Faith is anchored to the past, lives in the present, and moves into an open future directed by prevenient graces no human eye foresees. God is, therefore, always “the God of hope” (Rom. 15:13). And hope does not disappoint because it is fed by the promise of God. Thus, while confident in the truth of Christ, the kingdom of Christ has both come and is yet to come. One arrival is complete; another, called the close of the age, is a work to be engaged, a kingdom to be built, a peace pursued for the common good.
So, in union with Christ, a disciple works toward a peaceable kingdom in which the poor are judged with righteousness and the meek with equity (Isa. 11:4). Nature’s transformation is the goal of Christ too: “The wolf shall live with the lamb, the leopard shall lie down with the kid, the calf and the lion and the fatling together, and a little child shall lead them. The cow and the bear shall graze, … the lion shall eat straw like the ox. … The nursing child shall play over the hole of the asp,” which “will not hurt or destroy. … [F]or the earth will be full of the knowledge of the Lord as the waters cover the sea” (Isa. 11:6-9). Is this pure illusion, a dream that fades? Is it better to admit that harm and destruction upon many are a necessary price paid for the comfort of a few? God forbid that the sons and daughters of the resurrection should give themselves to devils of death. Hope lives because Christ lives evermore.

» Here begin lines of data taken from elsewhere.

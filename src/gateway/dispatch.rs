use super::{Gateway, RequestSink, TranslationReply, TranslationRequest};
use crate::logger;
use anyhow::Result;
use crossbeam_channel::{Receiver, Sender};
use once_cell::sync::OnceCell;
use std::sync::Arc;

/// Called after every delivered reply, from a runtime worker thread.
pub type Waker = Arc<dyn Fn() + Send + Sync>;

/// Runs gateway calls off the UI thread and hands the replies back over a
/// channel the UI thread drains.
///
/// Calls from different sessions run concurrently and share nothing. A call
/// is never cancelled; stale replies are the receiver's business.
pub struct Dispatcher {
    runtime: tokio::runtime::Runtime,
    gateway: Arc<dyn Gateway>,
    replies: Sender<TranslationReply>,
    waker: Arc<OnceCell<Waker>>,
}

impl Dispatcher {
    pub fn new(gateway: Arc<dyn Gateway>) -> Result<(Self, Receiver<TranslationReply>)> {
        let runtime = tokio::runtime::Builder::new_multi_thread()
            .worker_threads(2)
            .thread_name("noctis-gateway")
            .enable_all()
            .build()?;
        let (replies, rx) = crossbeam_channel::unbounded();
        logger::info(&format!("Dispatcher ready ({})", gateway.provider_name()));
        Ok((Self { runtime, gateway, replies, waker: Arc::new(OnceCell::new()) }, rx))
    }

    /// Installs the waker. Only the first call has an effect.
    pub fn set_waker(&self, waker: Waker) {
        let _ = self.waker.set(waker);
    }

    pub fn provider_name(&self) -> &str {
        self.gateway.provider_name()
    }
}

impl RequestSink for Dispatcher {
    fn submit(&self, request: TranslationRequest) {
        let gateway = Arc::clone(&self.gateway);
        let replies = self.replies.clone();
        let waker = Arc::clone(&self.waker);
        self.runtime.spawn(async move {
            let outcome = gateway.translate(&request.text, &request.from, &request.to).await;
            if let Err(e) = &outcome {
                logger::warn(&format!("{} failed for session {}: {}", gateway.provider_name(), request.session, e));
            }
            if replies.send(TranslationReply::to(&request, outcome)).is_err() {
                // receiver gone: the UI has shut down
                return;
            }
            if let Some(wake) = waker.get() {
                wake();
            }
        });
    }
}
//! Viewport geometry and popover placement.
//!
//! All coordinates are viewport-relative pixels with the origin at the
//! top-left corner, the same space the host reports selection rectangles in.

/// Gap between the selection and the popover box.
pub const GAP: f32 = 8.0;
/// Minimum distance kept between the popover box and the viewport edges.
pub const MARGIN: f32 = 8.0;
/// Width of the caret triangle drawn between the box and the selection.
pub const CARET_WIDTH: f32 = 14.0;

#[derive(Debug, Clone, Copy, PartialEq, Default)]
pub struct Point {
    pub x: f32,
    pub y: f32,
}

impl Point {
    pub fn new(x: f32, y: f32) -> Self {
        Self { x, y }
    }
}

#[derive(Debug, Clone, Copy, PartialEq, Default)]
pub struct Size {
    pub width: f32,
    pub height: f32,
}

impl Size {
    pub fn new(width: f32, height: f32) -> Self {
        Self { width, height }
    }
}

#[derive(Debug, Clone, Copy, PartialEq, Default)]
pub struct Rect {
    pub top: f32,
    pub left: f32,
    pub width: f32,
    pub height: f32,
}

impl Rect {
    pub fn new(top: f32, left: f32, width: f32, height: f32) -> Self {
        Self { top, left, width, height }
    }

    pub fn bottom(&self) -> f32 {
        self.top + self.height
    }

    pub fn right(&self) -> f32 {
        self.left + self.width
    }

    pub fn center_x(&self) -> f32 {
        self.left + self.width / 2.0
    }

    pub fn area(&self) -> f32 {
        self.width * self.height
    }

    /// A selection rectangle with no area cannot anchor anything.
    pub fn is_degenerate(&self) -> bool {
        !(self.area() > 0.0)
    }

    pub fn contains(&self, p: Point) -> bool {
        p.x >= self.left && p.x <= self.right() && p.y >= self.top && p.y <= self.bottom()
    }
}

#[derive(Debug, Clone, Copy, PartialEq, Default)]
pub struct Viewport {
    pub width: f32,
    pub height: f32,
}

impl Viewport {
    pub fn new(width: f32, height: f32) -> Self {
        Self { width, height }
    }
}

#[derive(Debug, Clone, Copy, PartialEq, Eq)]
pub enum Side {
    Above,
    Below,
}

#[derive(Debug, Clone, Copy, PartialEq)]
pub struct Caret {
    pub left: f32,
    pub top: f32,
    /// 0 when the box sits above the selection, 180 when it is flipped below.
    pub rotation_degrees: f32,
}

#[derive(Debug, Clone, Copy, PartialEq)]
pub struct Placement {
    pub side: Side,
    pub top: f32,
    pub left: f32,
    pub caret: Caret,
}

impl Placement {
    pub fn caret_above(&self) -> bool {
        self.side == Side::Above
    }
}

/// Places a box of `box_size` next to `anchor`, preferring above.
///
/// Falls back to below when the preferred top would cross the top margin,
/// centres horizontally on the anchor and clamps into the viewport. The lower
/// clamp bound wins when the box is too wide to fit between the margins.
pub fn place(anchor: Rect, box_size: Size, viewport: Viewport) -> Placement {
    let preferred_top = anchor.top - box_size.height - GAP;
    let side = if preferred_top >= MARGIN { Side::Above } else { Side::Below };
    let top = match side {
        Side::Above => preferred_top,
        Side::Below => anchor.bottom() + GAP,
    };

    let centered = anchor.center_x() - box_size.width / 2.0;
    let left = centered.min(viewport.width - box_size.width - MARGIN).max(MARGIN);

    let caret = match side {
        Side::Above => Caret {
            left: anchor.center_x() - CARET_WIDTH / 2.0,
            top: anchor.top - 1.0,
            rotation_degrees: 0.0,
        },
        Side::Below => Caret {
            left: anchor.center_x() - CARET_WIDTH / 2.0,
            top: anchor.bottom() + 1.0,
            rotation_degrees: 180.0,
        },
    };

    Placement { side, top, left, caret }
}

And yet the establishment of God’s peaceable kingdom includes a strange and alien work. “[God] shall strike the earth with the rod of his mouth, and with the breath of his lips he shall kill the wicked” (Isa. 11:4). Even this is instruction giving life to hope, if and only if interpreted correctly. Wheat will be gathered and chaff thrown to the fire, both of which are mixed in varying degrees in every human life. The great defeat of wickedness is shown in the agony Christ bears and overcomes. “He slew hatred in His own flesh; and, after being lifted on high by His resurrection, He poured forth the spirit of love into the hearts of men” (Gaudium et spes, n. 78). The old Adam is put to death, a new creation called forth.
In this new creation, there is joy and peace in believing (Rom. 15:13) and the forward thrust of hope and struggle and commitment to the work of civility and peace, justice and love, the righteous use of power and the liberal outpouring of mercy. The cross of Christ is the crown of a Christian, a sorrow to be carried and a struggle to accept in full confidence of an irrevocable word of life and resurrection, joy, and peace.
Look It Up: Read Matthew 3:12. Your life is on the threshing floor.
Think About It: Purgation is a train bound for glory.